UN PEU D’ARCHITECTURE

 

Voyons maintenant les détails et particularités de cette fameuse tour. De par ses dimensions en plan (13,50 x 9,70 m) et en élévation (30 m), elle est l’exemplaire le plus grand de la série des tours carrées, qu’il convient mieux de qualifier de tours maîtresses ou donjons à contreforts plats. Ce sont en effet les larges contreforts aménagés sur les quatre faces de la tour et reliés à leur sommet par des arcades qui lui donnent son identité visuelle. Le plan rectangulaire de la tour de Château-Chervix induit un traitement différent sur les grands et les petits côtés : au sud et au nord, trois contreforts tandis qu’à l’est et à l’ouest deux seulement.

Sur le plan architectural, on remarque une grande homogénéité dans la construction, qui s’est manifestement faite d’une traite, sans reconstruction ni réaménagement ultérieur. La roche utilisée est locale, mélange de gneiss et de granit pour les encadrements des ouvertures notamment.

 

La tour est aménagée en quatre niveaux successifs :

         - le cul-de-basse-fosse d’abord, totalement aveugle, qui pouvait servir de salle de stockage ou de dépotoir ; d’une hauteur observable de plus de 6 m, il n’était pas ouvert sur l’extérieur puisque la porte d’entrée à la tour se trouve au sommet de ce premier niveau, sur la façade sud ; cette porte en arc brisé chanfreiné devait être accessible par une structure en bois, peut-être amovible ;

              - le deuxième niveau de 12 m de haut avait pour seul but de donner de la hauteur au bâtiment ; il était faiblement éclairé par de simples fentes de jours côtés est et ouest, et non des archères comme on pourrait le croire de l’extérieur, puisque ces ouvertures se trouvent bien plus haut que le niveau de sol, matérialisé par le larmier aménagé sur les quatre côtés ; de plus, la base interne de ces archères est biaisée pour mieux diffuser la lumière ; difficile donc de s’y installer pour décocher des flèches sur l’ennemi…

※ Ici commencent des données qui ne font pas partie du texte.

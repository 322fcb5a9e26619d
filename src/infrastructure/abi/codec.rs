//! Function resolution and call encoding using alloy-dyn-abi

use alloy_dyn_abi::{DynSolType, DynSolValue, FunctionExt, JsonAbiExt, Specifier};
use alloy_json_abi::{Function, JsonAbi};
use alloy_primitives::Bytes;

use crate::error::{Error, Result};

/// Find the function `name` whose arity matches `arg_count`
///
/// Overloads are disambiguated by argument count only; the first match in
/// ABI order wins.
pub fn resolve_function<'a>(abi: &'a JsonAbi, name: &str, arg_count: usize) -> Result<&'a Function> {
    let overloads = abi
        .function(name)
        .ok_or_else(|| Error::Abi(format!("function '{}' not found in abi", name)))?;

    overloads
        .iter()
        .find(|function| function.inputs.len() == arg_count)
        .ok_or_else(|| {
            Error::Abi(format!(
                "no overload of '{}' takes {} argument{}",
                name,
                arg_count,
                if arg_count == 1 { "" } else { "s" }
            ))
        })
}

/// Encode calldata (selector + arguments)
pub fn encode_call(function: &Function, args: &[DynSolValue]) -> Result<Bytes> {
    function
        .abi_encode_input(args)
        .map(Bytes::from)
        .map_err(|err| Error::Abi(format!("failed to encode '{}': {}", function.name, err)))
}

/// Decode return data into a single value
///
/// One output is returned as-is; zero or several outputs become a tuple.
pub fn decode_output(function: &Function, data: &[u8]) -> Result<DynSolValue> {
    let mut values = function
        .abi_decode_output(data)
        .map_err(|err| Error::Abi(format!("failed to decode '{}' output: {}", function.name, err)))?;

    if values.len() == 1 {
        Ok(values.remove(0))
    } else {
        Ok(DynSolValue::Tuple(values))
    }
}

/// Parse textual arguments according to the function's input types
pub fn parse_args(function: &Function, raw: &[String]) -> Result<Vec<DynSolValue>> {
    if raw.len() != function.inputs.len() {
        return Err(Error::Abi(format!(
            "argument count mismatch: '{}' expects {} arguments, got {}",
            function.name,
            function.inputs.len(),
            raw.len()
        )));
    }

    function
        .inputs
        .iter()
        .zip(raw)
        .enumerate()
        .map(|(idx, (param, arg))| {
            let ty: DynSolType = param.resolve().map_err(Error::abi)?;
            ty.coerce_str(arg).map_err(|err| {
                Error::Abi(format!("failed to parse argument {} ({}): {}", idx + 1, ty, err))
            })
        })
        .collect()
}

              - Un troisième niveau de 8,30 m de haut, disposant d’ouvertures sur les quatre faces : une porte sur les côtés est, sud et ouest et deux fenêtres sur le côté nord. Ce niveau était également le seul disposant de réserves dans les murs faisant sans doute office de placards de rangement. Si la tour a pu être habitée au cours de son histoire, c’était sans nul doute à ce troisième niveau, qui disposait d’ouvertures donnant sur des balcons reposant sur des boulins insérés dans les murs, dont on voit encore les trous (de boulin). Un tel aménagement a pu servir également dans un but défensif en tant que hourds ; l’usage comme latrines peut aussi être envisagé.

              - Le quatrième et dernier niveau était à l’époque aménagé sous combles ; on le sait grâce à des travaux de consolidation effectués au début des années 2000, travaux qui ont nécessité la pose d’un échafaudage ; une étude architecturale a pu être menée conjointement et a permis d’identifier les vestiges d’une toiture interne, invisible de l’extérieur. Cette toiture à deux pans couvrait la tour et était équipée d’un système de récupération des eaux de pluie.

Comme il était nécessaire d’accéder au chemin de ronde au-dessus, une porte et un escalier d’accès avait été conçus dans l’épaisseur de la maçonnerie côté ouest, quasiment invisibles de l’extérieur.

Grâce à une épaisseur des murs décroissante au fil des étages, la superficie des différents niveaux augmente au fur et à mesure que l’on s’élève dans la tour, passant de 30 à 58 m² au plus haut. Des retraites de maçonneries étaient donc prévues pour accroître l’espace et disposer les poutres soutenant les planchers.

 

L’élévation, importante, est délibérée afin que l’édifice soit visible de loin, marque le territoire et permette de le surveiller. Actuellement, malgré les quelques mètres d’élévation qui manquent au sommet, la tour est visible à des kilomètres à la ronde, notamment côté nord où on la voit très bien à la sortie de Pierre-Buffière sur la N20 direction Magnac-Bourg, à environ huit kilomètres à vol d’oiseau. Les tours comme celle-ci sont en fait un moyen d’affirmation du pouvoir seigneurial, au-delà de leur vocation première qui est bien entendu défensive. Elle domine le paysage en symbole de l’autorité des vicomtes sur ces terres et en repaire visuel du chef-lieu juridictionnel et administratif de la châtellenie, qui au demeurant n’était pas très étendue, puisqu’elle n’englobait que les anciennes paroisses de Château-hors-Chervix, Chervix-hors-Château, Saint-Priest-Ligoure et Freyssinet.